--- START ---

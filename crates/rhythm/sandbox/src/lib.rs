//! Sandboxed execution of untrusted Rhythm scripts.
//!
//! A Rhythm is a Rhai script defining `fn main(post)` and, optionally,
//! `fn init()` and `fn finalize(posts)`. Each Rhythm gets its own engine with
//! no module resolver, no `eval`, bounded operations and sizes, and a fixed
//! set of capability functions. Capabilities that need trusted data go
//! through a [`CapabilityHost`], which the caller backs with the transport.
//!
//! Hooks are synchronous; callers run them on a blocking thread.

#![deny(unsafe_code)]

pub mod capability;
pub mod context;
mod engine;
pub mod error;
pub mod limits;
pub mod lint;
pub mod rhythm;

pub use capability::{CapabilityHost, CapabilityRequest};
pub use context::{Decision, FetchSettings, RhythmContext};
pub use error::{Hook, SandboxError};
pub use limits::SandboxLimits;
pub use lint::{outline, FunctionSignature, RhythmOutline};
pub use rhythm::{Rhythm, ScriptRhythm};
//! Lint a Rhythm without running it

use std::path::PathBuf;

use anyhow::{bail, Context, Result};
use clap::Args;
use colored::*;
use rhythm_sandbox::{outline, RhythmOutline};
use serde::Serialize;
use tabled::Tabled;

use crate::output::{print_output, print_single, print_success, print_warning, OutputFormat};

/// Arguments for `rhythm check`
#[derive(Args)]
pub struct CheckArgs {
    /// Rhythm script
    #[arg(short, long)]
    pub rhythm: PathBuf,

    /// Output format (table, json)
    #[arg(short, long, default_value = "table")]
    pub output: OutputFormat,
}

#[derive(Serialize, Tabled)]
struct FunctionRow {
    #[tabled(rename = "Function")]
    name: String,
    #[tabled(rename = "Params")]
    params: String,
    #[tabled(rename = "Hook")]
    hook: &'static str,
}

fn function_rows(outline: &RhythmOutline) -> Vec<FunctionRow> {
    outline
        .functions
        .iter()
        .map(|f| FunctionRow {
            name: f.name.clone(),
            params: f.params.join(", "),
            hook: match (f.name.as_str(), f.params.len()) {
                ("init", 0) | ("main", 1) | ("finalize", 1) => "yes",
                _ => "",
            },
        })
        .collect()
}

/// Execute a check
pub fn execute(args: CheckArgs) -> Result<()> {
    let source = std::fs::read_to_string(&args.rhythm)
        .with_context(|| format!("reading rhythm {}", args.rhythm.display()))?;
    let outline = outline(&source)?;

    match args.output {
        OutputFormat::Json => print_single(&outline),
        OutputFormat::Table => {
            print_output(function_rows(&outline), OutputFormat::Table);
            for warning in &outline.warnings {
                print_warning(warning);
            }
        }
    }

    if !outline.is_runnable() {
        bail!("{} does not define main(post)", args.rhythm.display());
    }
    if matches!(args.output, OutputFormat::Table) {
        print_success(&format!("{} is runnable", args.rhythm.display().to_string().bold()));
    }
    Ok(())
}
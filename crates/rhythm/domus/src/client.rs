use std::sync::Arc;
use std::time::Duration;

use rhythm_transport::{Endpoint, EndpointConfig, LinkEnd, MessageHandler, MessageType};
use rhythm_types::{ErrorCode, ErrorReport, KindredMap, SortRequest, SortResult};
use serde::{Deserialize, Serialize};
use serde_json::{json, Value};
use tokio::sync::Mutex;
use tokio::task::JoinHandle;
use tracing::{info, instrument, warn};

use crate::host::DomusHost;

/// Sandbox client configuration
#[derive(Debug, Clone, Serialize, Deserialize)]
pub struct ClientConfig {
    /// Upper bound on a whole sort, measured by the caller
    #[serde(default = "default_run_timeout_ms")]
    pub run_timeout_ms: u64,

    /// Transport timeouts
    #[serde(default)]
    pub endpoint: EndpointConfig,
}

impl Default for ClientConfig {
    fn default() -> Self {
        Self {
            run_timeout_ms: default_run_timeout_ms(),
            endpoint: EndpointConfig::default(),
        }
    }
}

fn default_run_timeout_ms() -> u64 {
    60_000
}

/// Trusted-side facade over one sandbox.
pub struct SandboxClient {
    endpoint: Arc<Endpoint>,
    host: Arc<DomusHost>,
    dispatch: JoinHandle<()>,
    config: ClientConfig,
    /// Held for the whole of a scoped `run`, so an overlapping call can never
    /// rescope the host under a sort that is still in flight.
    running: Mutex<()>,
}

impl SandboxClient {
    /// Start serving the sandbox on `link`. Must be called inside a runtime.
    pub fn connect(link: LinkEnd, host: Arc<DomusHost>, config: ClientConfig) -> Self {
        let (endpoint, inbound) = Endpoint::from_link(link, config.endpoint.clone());
        let handler: Arc<dyn MessageHandler> = host.clone();
        let dispatch = endpoint.spawn_dispatch(inbound, handler);
        Self {
            endpoint,
            host,
            dispatch,
            config,
            running: Mutex::new(()),
        }
    }

    pub fn host(&self) -> &Arc<DomusHost> {
        &self.host
    }

    pub fn endpoint(&self) -> &Arc<Endpoint> {
        &self.endpoint
    }

    /// Wait for the sandbox's `DomainReady`. No Rhythm may run before this.
    pub async fn await_ready(&self) -> Result<(), ErrorReport> {
        self.endpoint
            .await_peer_ready()
            .await
            .map_err(|err| err.into_report())?;
        info!(peer = %self.endpoint.peer_domain(), "Sandbox ready");
        Ok(())
    }

    /// Nothing goes to a sandbox that has not completed the handshake.
    async fn ensure_ready(&self) -> Result<(), ErrorReport> {
        if self.endpoint.is_peer_ready() {
            return Ok(());
        }
        self.endpoint
            .await_peer_ready()
            .await
            .map_err(|err| err.into_report())
    }

    /// Push the session's kindred map. Returns whether the sandbox took it.
    pub async fn send_kindred(&self, kindred: &KindredMap) -> Result<bool, ErrorReport> {
        self.ensure_ready().await?;
        let reply = self
            .endpoint
            .request(
                MessageType::ReceiveKindredData,
                json!({ "kindred": kindred }),
                None,
            )
            .await
            .map_err(|err| err.into_report())?;
        let accepted = reply["accepted"].as_bool().unwrap_or(false);
        if !accepted {
            warn!("Sandbox already had kindred data for this session");
        }
        Ok(accepted)
    }

    /// Run a sort on behalf of `request.user`.
    #[instrument(skip_all, fields(rhythm = %request.rhythm.identity()))]
    pub async fn run(&self, request: &SortRequest) -> Result<SortResult, ErrorReport> {
        let Ok(_running) = self.running.try_lock() else {
            warn!("Sort rejected, this client already has one running");
            return Err(ErrorReport::with_message(
                ErrorCode::Busy,
                "a sort is already running",
            ));
        };
        self.ensure_ready().await?;

        self.host
            .begin_session(request.user.clone(), request.rhythm.identity())
            .await;
        let payload = serde_json::to_value(request).map_err(|e| {
            ErrorReport::with_message(ErrorCode::RunRhythmInvalid, e.to_string())
        })?;
        let outcome = self.run_payload(payload).await;
        self.host.end_session().await;
        outcome
    }

    /// Send a raw `RunRhythm` payload without scoping the host.
    pub async fn run_payload(&self, payload: Value) -> Result<SortResult, ErrorReport> {
        self.ensure_ready().await?;
        let timeout = Duration::from_millis(self.config.run_timeout_ms);
        let reply = self
            .endpoint
            .request(MessageType::RunRhythm, payload, Some(timeout))
            .await
            .map_err(|err| err.into_report())?;
        serde_json::from_value(reply).map_err(|e| {
            ErrorReport::with_message(ErrorCode::Internal, format!("malformed SortResult: {e}"))
        })
    }

    pub fn shutdown(self) {
        self.dispatch.abort();
    }
}

#[cfg(test)]
mod tests {
    use super::*;
    use crate::sources::{InMemoryPosts, InMemorySessionStore, InMemoryTakes, StaticMiscData};
    use rhythm_transport::{link, Domain};

    fn host() -> Arc<DomusHost> {
        Arc::new(DomusHost::new(
            Arc::new(InMemoryPosts::new()),
            Arc::new(InMemoryTakes::new(Vec::new())),
            Arc::new(InMemorySessionStore::new()),
            Arc::new(StaticMiscData::new()),
        ))
    }

    #[tokio::test(start_paused = true)]
    async fn nothing_is_sent_before_the_sandbox_is_ready() {
        let (domus_end, mut filter_end) = link(Domain::new("domus"), Domain::new("filter"), 8);
        let config = ClientConfig {
            endpoint: EndpointConfig {
                handshake_window_ms: 100,
                ..EndpointConfig::default()
            },
            ..ClientConfig::default()
        };
        let client = SandboxClient::connect(domus_end, host(), config);

        let err = client.send_kindred(&KindredMap::new()).await.unwrap_err();
        assert!(err.is(ErrorCode::TransportHandshakeTimeout));
        let err = client.run_payload(json!({})).await.unwrap_err();
        assert!(err.is(ErrorCode::TransportHandshakeTimeout));

        assert!(filter_end.inbound.try_recv().is_err());
    }
}
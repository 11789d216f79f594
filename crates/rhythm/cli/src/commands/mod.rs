//! CLI command implementations

pub mod check;
pub mod run;
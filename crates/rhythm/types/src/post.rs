use serde::{Deserialize, Serialize};

/// Post identifier as issued by the Domus post store.
pub type PostId = u64;

/// Author of a post, addressed by home domain and username.
#[derive(Clone, Debug, PartialEq, Eq, Hash, Serialize, Deserialize)]
pub struct Author {
    pub domain: String,
    pub username: String,
}

impl Author {
    pub fn new(domain: impl Into<String>, username: impl Into<String>) -> Self {
        Self {
            domain: domain.into(),
            username: username.into(),
        }
    }

    /// Full username in `domain/username` form, the key used by kindred maps.
    pub fn full_username(&self) -> String {
        format!("{}/{}", self.domain, self.username)
    }
}

/// Reference to a named, versioned stream.
#[derive(Clone, Debug, PartialEq, Eq, Hash, Serialize, Deserialize)]
pub struct StreamRef {
    pub domain: String,
    pub username: String,
    pub name: String,
    pub version: String,
}

impl StreamRef {
    pub fn new(
        domain: impl Into<String>,
        username: impl Into<String>,
        name: impl Into<String>,
        version: impl Into<String>,
    ) -> Self {
        Self {
            domain: domain.into(),
            username: username.into(),
            name: name.into(),
            version: version.into(),
        }
    }
}

impl std::fmt::Display for StreamRef {
    fn fmt(&self, f: &mut std::fmt::Formatter<'_>) -> std::fmt::Result {
        write!(
            f,
            "{}/{}/{}@{}",
            self.domain, self.username, self.name, self.version
        )
    }
}

/// A content item handed to a Rhythm.
///
/// `sort` stays `None` until the Rhythm scores the post; only scored posts
/// reach the final result.
#[derive(Clone, Debug, PartialEq, Serialize, Deserialize)]
pub struct Post {
    pub id: PostId,
    pub timestamp: i64,
    pub author: Author,
    pub stream_ref: StreamRef,
    pub post_mode: String,
    #[serde(default, skip_serializing_if = "Option::is_none")]
    pub top_parent_id: Option<PostId>,
    #[serde(default, skip_serializing_if = "Option::is_none")]
    pub title: Option<String>,
    #[serde(default, skip_serializing_if = "Option::is_none")]
    pub content: Option<String>,
    #[serde(default, skip_serializing_if = "Option::is_none")]
    pub sort: Option<f64>,
}

impl Post {
    pub fn new(id: PostId, timestamp: i64, author: Author, stream_ref: StreamRef) -> Self {
        Self {
            id,
            timestamp,
            author,
            stream_ref,
            post_mode: "post".to_string(),
            top_parent_id: None,
            title: None,
            content: None,
            sort: None,
        }
    }

    pub fn with_title(mut self, title: impl Into<String>) -> Self {
        self.title = Some(title.into());
        self
    }

    pub fn with_content(mut self, content: impl Into<String>) -> Self {
        self.content = Some(content.into());
        self
    }

    pub fn with_parent(mut self, top_parent_id: PostId) -> Self {
        self.top_parent_id = Some(top_parent_id);
        self
    }

    pub fn is_scored(&self) -> bool {
        self.sort.is_some()
    }
}
//! Rhythm CLI - run and lint Rhythm scripts locally
//!
//! `run` wires an in-process Domus and Filter domain pair over a local link,
//! serves the fixture's posts and takes, and prints the ranked result.
//! `check` compiles a Rhythm and reports its hooks without running it.

use clap::{Parser, Subcommand};
use tracing_subscriber::{layer::SubscriberExt, util::SubscriberInitExt};

mod commands;
mod config;
mod fixture;
mod output;

use crate::commands::{check, run};
use crate::config::CliConfig;

/// Rhythm CLI application
#[derive(Parser)]
#[command(name = "rhythm")]
#[command(about = "Rhythm - sandboxed feed ranking scripts", long_about = None)]
#[command(version)]
struct Cli {
    /// Configuration file path
    #[arg(short, long, env = "RHYTHM_CONFIG")]
    config: Option<String>,

    /// Log level
    #[arg(long, env = "RHYTHM_LOG_LEVEL", default_value = "warn")]
    log_level: String,

    /// Enable JSON logging
    #[arg(long, env = "RHYTHM_LOG_JSON")]
    json: bool,

    #[command(subcommand)]
    command: Commands,
}

/// Available commands
#[derive(Subcommand)]
enum Commands {
    /// Run a Rhythm against a fixture
    Run(run::RunArgs),

    /// Compile a Rhythm and list its hooks
    Check(check::CheckArgs),

    /// Show the effective configuration
    Config,
}

#[tokio::main]
async fn main() -> anyhow::Result<()> {
    let cli = Cli::parse();

    // Initialize tracing
    let env_filter = tracing_subscriber::EnvFilter::try_from_default_env()
        .unwrap_or_else(|_| cli.log_level.clone().into());

    if cli.json {
        tracing_subscriber::registry()
            .with(env_filter)
            .with(tracing_subscriber::fmt::layer().json().with_writer(std::io::stderr))
            .init();
    } else {
        tracing_subscriber::registry()
            .with(env_filter)
            .with(tracing_subscriber::fmt::layer().with_writer(std::io::stderr))
            .init();
    }

    let config = CliConfig::load(cli.config.as_deref())?;

    let outcome = match cli.command {
        Commands::Run(args) => run::execute(args, &config).await,
        Commands::Check(args) => check::execute(args),
        Commands::Config => {
            output::print_single(&config);
            Ok(())
        }
    };

    if let Err(err) = &outcome {
        output::print_error(&format!("{:#}", err));
        std::process::exit(1);
    }
    Ok(())
}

--- END ---

Using the listing above, report each line that mentions the word "stderr".

• Task result:
            .with(tracing_subscriber::fmt::layer().json().with_writer(std::io::stderr))
            .with(tracing_subscriber::fmt::layer().with_writer(std::io::stderr))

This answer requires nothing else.